• [TASK DESCRIPTION] Gather from the material every line that contains the string "Result".

• [EXCERPTED DATA]
/**
 * Hardware seams
 *
 * Everything the search loop touches on the robot goes through one of
 * these traits. Production backends live in `uart`, `bluetooth`,
 * `display` and `speech`; simulated ones in `sim`.
 */

use crate::bluetooth::Sighting;
use crate::display::Frame;
use crate::error::Result;

/// Gait actions understood by the motion co-processor
#[derive(Debug, Clone, Copy, PartialEq, Eq)]
#[repr(u8)]
pub enum CrawlerAction{
    Forward = 0x01,
    TurnLeft = 0x03,
    TurnRight = 0x04,
}

impl CrawlerAction{
    pub fn name(&self) -> &'static str{
        match self{
            CrawlerAction::Forward => "forward",
            CrawlerAction::TurnLeft => "turn left",
            CrawlerAction::TurnRight => "turn right",
        }
    }
}

pub trait Crawler: Send{
    /// Run `steps` repetitions of a gait action; blocks until the body is done
    fn do_action(&mut self, action: CrawlerAction, steps: u8, speed: u8) -> Result<()>;
}

pub trait RangeSensor: Send{
    /// Distance to the nearest obstacle in cm, negative when there was no echo
    fn read_distance(&mut self) -> Result<f32>;
}

pub trait Speaker: Send{
    fn say(&mut self, text: &str) -> Result<()>;
}

pub trait Display: Send{
    fn show(&mut self, frame: &Frame) -> Result<()>;
}

/// One Bluetooth discovery pass
pub trait Inquiry: Send{
    fn inquire(&mut self) -> Result<Vec<Sighting>>;
}

/// The full set of handles the search loop drives
pub struct Hardware{
    pub inquiry: Box<dyn Inquiry>,
    pub crawler: Box<dyn Crawler>,
    pub sonar: Box<dyn RangeSensor>,
    pub speaker: Box<dyn Speaker>,
    pub display: Box<dyn Display>,
}

#[cfg(test)]
mod tests{
    use super::*;

    #[test]
    fn test_action_wire_values(){
        assert_eq!(CrawlerAction::Forward as u8, 0x01);
        assert_eq!(CrawlerAction::TurnLeft as u8, 0x03);
        assert_eq!(CrawlerAction::TurnRight as u8, 0x04);
    }

    #[test]
    fn test_action_names(){
        assert_eq!(CrawlerAction::TurnLeft.name(), "turn left");
        assert_eq!(CrawlerAction::Forward.name(), "forward");
    }
}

• [TASK SOLUTION]
use crate::error::Result;
    fn do_action(&mut self, action: CrawlerAction, steps: u8, speed: u8) -> Result<()>;
    fn read_distance(&mut self) -> Result<f32>;
    fn say(&mut self, text: &str) -> Result<()>;
    fn show(&mut self, frame: &Frame) -> Result<()>;
    fn inquire(&mut self) -> Result<Vec<Sighting>>;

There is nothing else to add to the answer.